Peter Maclean Pollock (born 30 June 1941) is a retired South African cricketer. He has played a continuing role in the South Africa cricket team as a player and selector. He was voted a Wisden Cricketer of the Year in 1966. He was primarily a fast bowler, but was also a useful late-order batsman.

Family and personal life
Pollock is of Scottish ancestry through his father Andrew Pollock, who was born in Edinburgh to a minister and moved to present-day South Africa. Peter's brother, Graeme Pollock, an acclaimed left hand batsman, was a regular player for the South African cricket team at the same time as Peter, and two of his nephews also played first-class cricket, both for Transvaal and Leicestershire amongst other sides. Perhaps most famous of all is his son, Shaun Pollock, who played 108 Tests and over 300 ODIs for South Africa and is widely regarded as one of the finest all-rounders to ever play the game.

Peter attended Grey High School, a school famous for its sporting achievements, with his brother Graeme.

Career
On his debut, he took six wickets in the second innings against New Zealand in Durban in 1961. He was South Africa's leading bowler in the 1960s, playing every Test between 1962 and 1970.

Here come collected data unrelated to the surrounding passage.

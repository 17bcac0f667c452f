//! Geometric plausibility filtering and quality scoring.
//!
//! A contour survives only if every rejection rule passes:
//! - area within the frame-relative band,
//! - aspect-ratio deviation from 1.0 within tolerance,
//! - perimeter efficiency against the theoretical rectangle perimeter,
//! - curvature/smoothness/confidence floors,
//! - composite quality score above the floor.
//!
//! Survivors keep their input order and carry the quality score used by
//! the object selector.

use cammeasure_core::Contour;
use serde::{Deserialize, Serialize};

use crate::trace::ContourReferences;

/// Configuration for contour validation.
#[derive(Clone, Copy, Debug, Serialize, Deserialize)]
pub struct ValidateParams {
    /// Absolute floor for the minimum accepted area, px^2.
    pub min_area_floor: f64,
    /// Minimum accepted area as a fraction of the frame area.
    pub min_area_ratio: f64,
    /// Maximum accepted area as a fraction of the frame area.
    pub max_area_ratio: f64,
    /// Maximum `max(w,h)/min(w,h) - 1` deviation. Very permissive; only a
    /// near-square bias, not a shape gate.
    pub max_aspect_deviation: f32,
    /// Accepted band for `point_count / (2*(w+h))`.
    pub min_perimeter_efficiency: f32,
    pub max_perimeter_efficiency: f32,
    /// Accepted curvature band, radians.
    pub min_curvature: f32,
    pub max_curvature: f32,
    pub min_smoothness: f32,
    pub min_confidence: f32,
    /// Floor for the composite quality score.
    pub min_quality: f32,
    pub references: ContourReferences,
}

impl Default for ValidateParams {
    fn default() -> Self {
        Self {
            min_area_floor: 400.0,
            min_area_ratio: 0.03,
            max_area_ratio: 0.8,
            max_aspect_deviation: 5.0,
            min_perimeter_efficiency: 0.3,
            max_perimeter_efficiency: 3.0,
            min_curvature: 0.02,
            max_curvature: 3.0,
            min_smoothness: 0.15,
            min_confidence: 0.25,
            min_quality: 0.3,
            references: ContourReferences::default(),
        }
    }
}

/// Quality blend weights.
const W_AREA: f32 = 0.20;
const W_PERIMETER: f32 = 0.15;
const W_CURVATURE: f32 = 0.15;
const W_SMOOTHNESS: f32 = 0.20;
const W_CONFIDENCE: f32 = 0.20;
const W_INTENSITY: f32 = 0.10;

/// A contour that passed validation, with its quality score.
#[derive(Clone, Debug, Serialize, Deserialize)]
pub struct ScoredContour {
    pub contour: Contour,
    pub quality: f32,
}

/// Filter and score raw contours against the frame geometry.
pub fn validate_contours(
    contours: Vec<Contour>,
    frame_width: usize,
    frame_height: usize,
    params: &ValidateParams,
) -> Vec<ScoredContour> {
    let frame_area = frame_width as f64 * frame_height as f64;
    let min_area = params.min_area_floor.max(frame_area * params.min_area_ratio);
    let max_area = frame_area * params.max_area_ratio;

    let total = contours.len();
    let out: Vec<ScoredContour> = contours
        .into_iter()
        .filter_map(|contour| {
            if !passes_rules(&contour, min_area, max_area, params) {
                return None;
            }
            let quality = quality_score(&contour, &params.references);
            if quality < params.min_quality {
                return None;
            }
            Some(ScoredContour { contour, quality })
        })
        .collect();

    log::debug!("validated {}/{} contours", out.len(), total);
    out
}

fn passes_rules(contour: &Contour, min_area: f64, max_area: f64, params: &ValidateParams) -> bool {
    if contour.area < min_area || contour.area > max_area {
        return false;
    }

    let aspect_deviation = contour.bbox.aspect_ratio() - 1.0;
    if !aspect_deviation.is_finite() || aspect_deviation > params.max_aspect_deviation {
        return false;
    }

    let rect_perimeter = 2.0 * (contour.bbox.w as f64 + contour.bbox.h as f64);
    if rect_perimeter <= 0.0 {
        return false;
    }
    let efficiency = (contour.perimeter / rect_perimeter) as f32;
    if efficiency < params.min_perimeter_efficiency || efficiency > params.max_perimeter_efficiency
    {
        return false;
    }

    if contour.curvature < params.min_curvature || contour.curvature > params.max_curvature {
        return false;
    }
    if contour.smoothness < params.min_smoothness {
        return false;
    }
    if contour.confidence < params.min_confidence {
        return false;
    }

    true
}

/// Composite quality score in [0, 1], each component normalized against
/// the shared reference scales.
pub fn quality_score(contour: &Contour, refs: &ContourReferences) -> f32 {
    let area_s = ((contour.area as f32) / refs.area).min(1.0);
    let perimeter_s = ((contour.perimeter as f32) / refs.perimeter).min(1.0);
    let curvature_s = (contour.curvature / refs.curvature).min(1.0);
    let smoothness_s = (contour.smoothness / refs.smoothness).min(1.0);
    let confidence_s = contour.confidence.min(1.0);
    let intensity_s = (contour.mean_intensity / refs.intensity).min(1.0);

    (W_AREA * area_s
        + W_PERIMETER * perimeter_s
        + W_CURVATURE * curvature_s
        + W_SMOOTHNESS * smoothness_s
        + W_CONFIDENCE * confidence_s
        + W_INTENSITY * intensity_s)
        .clamp(0.0, 1.0)
}

#[cfg(test)]
pub(crate) fn synthetic_contour(x: i32, y: i32, w: u32, h: u32) -> Contour {
    use cammeasure_core::BoundingBox;

    let bbox = BoundingBox { x, y, w, h };
    Contour {
        points: Vec::new(),
        bbox,
        area: bbox.area(),
        perimeter: 2.0 * (w as f64 + h as f64),
        mean_intensity: 150.0,
        curvature: 0.8,
        smoothness: 0.7,
        confidence: 0.6,
    }
}

#[cfg(test)]
mod tests {
    use super::*;

    const FRAME_W: usize = 640;
    const FRAME_H: usize = 480;

    #[test]
    fn square_contour_passes() {
        let square = synthetic_contour(200, 150, 150, 150);
        let out = validate_contours(vec![square], FRAME_W, FRAME_H, &ValidateParams::default());
        assert_eq!(out.len(), 1);
        assert!(out[0].quality >= 0.3);
    }

    #[test]
    fn square_has_zero_aspect_deviation() {
        let square = synthetic_contour(0, 0, 150, 150);
        assert_eq!(square.bbox.aspect_ratio() - 1.0, 0.0);
    }

    #[test]
    fn extreme_aspect_sliver_is_rejected() {
        // Big enough to clear the area gate; rejected purely on aspect.
        let sliver = synthetic_contour(10, 10, 400, 25);
        assert!(sliver.area >= 9216.0);
        let out = validate_contours(vec![sliver], FRAME_W, FRAME_H, &ValidateParams::default());
        assert!(out.is_empty());
    }

    #[test]
    fn tiny_and_frame_filling_contours_are_rejected() {
        let tiny = synthetic_contour(0, 0, 20, 20);
        let huge = synthetic_contour(0, 0, 630, 470);
        let out = validate_contours(vec![tiny, huge], FRAME_W, FRAME_H, &ValidateParams::default());
        assert!(out.is_empty());
    }

    #[test]
    fn low_confidence_contour_is_rejected() {
        let mut c = synthetic_contour(200, 150, 150, 150);
        c.confidence = 0.1;
        let out = validate_contours(vec![c], FRAME_W, FRAME_H, &ValidateParams::default());
        assert!(out.is_empty());
    }

    #[test]
    fn flat_curvature_is_rejected() {
        let mut c = synthetic_contour(200, 150, 150, 150);
        c.curvature = 0.001;
        let out = validate_contours(vec![c], FRAME_W, FRAME_H, &ValidateParams::default());
        assert!(out.is_empty());
    }

    #[test]
    fn perimeter_efficiency_band_is_enforced() {
        let mut sparse = synthetic_contour(200, 150, 150, 150);
        sparse.perimeter = 100.0; // 100 / 600 < 0.3
        let mut dense = synthetic_contour(200, 150, 150, 150);
        dense.perimeter = 2000.0; // 2000 / 600 > 3.0
        let out = validate_contours(
            vec![sparse, dense],
            FRAME_W,
            FRAME_H,
            &ValidateParams::default(),
        );
        assert!(out.is_empty());
    }

    #[test]
    fn survivors_keep_input_order() {
        let a = synthetic_contour(100, 100, 120, 120);
        let b = synthetic_contour(300, 200, 160, 140);
        let out = validate_contours(
            vec![a.clone(), b.clone()],
            FRAME_W,
            FRAME_H,
            &ValidateParams::default(),
        );
        assert_eq!(out.len(), 2);
        assert_eq!(out[0].contour.bbox, a.bbox);
        assert_eq!(out[1].contour.bbox, b.bbox);
    }
}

Perhaps the highlight of his career came alongside that of his brother when they were both playing in a Test match at Trent Bridge in 1965. Peter took ten wickets in the match with innings figures of 5 for 53 and 5 for 34, while his brother Graeme, batting, made 125 and 59. South Africa won the match, and with it the three-Test series.
Peter and Graeme were leading figures involved in the famous Walk-off at Newlands in 1971 as a protest against apartheid and political interference in cricket.

Post-retirement
Pollock was convenor of selectors for South Africa in the 1990s, immediately following their re-admittance into world cricket after the collapse of apartheid. He is often credited with establishing the work ethic and style of play (based on tight fast bowling) that led to the team rapidly rising to become one of the top two teams in the game. Later, he led calls for the famous fast bowler Allan Donald to retire from the game when that player became very injury-prone due to his age. Pollock is an Honorary Life Member of the MCC.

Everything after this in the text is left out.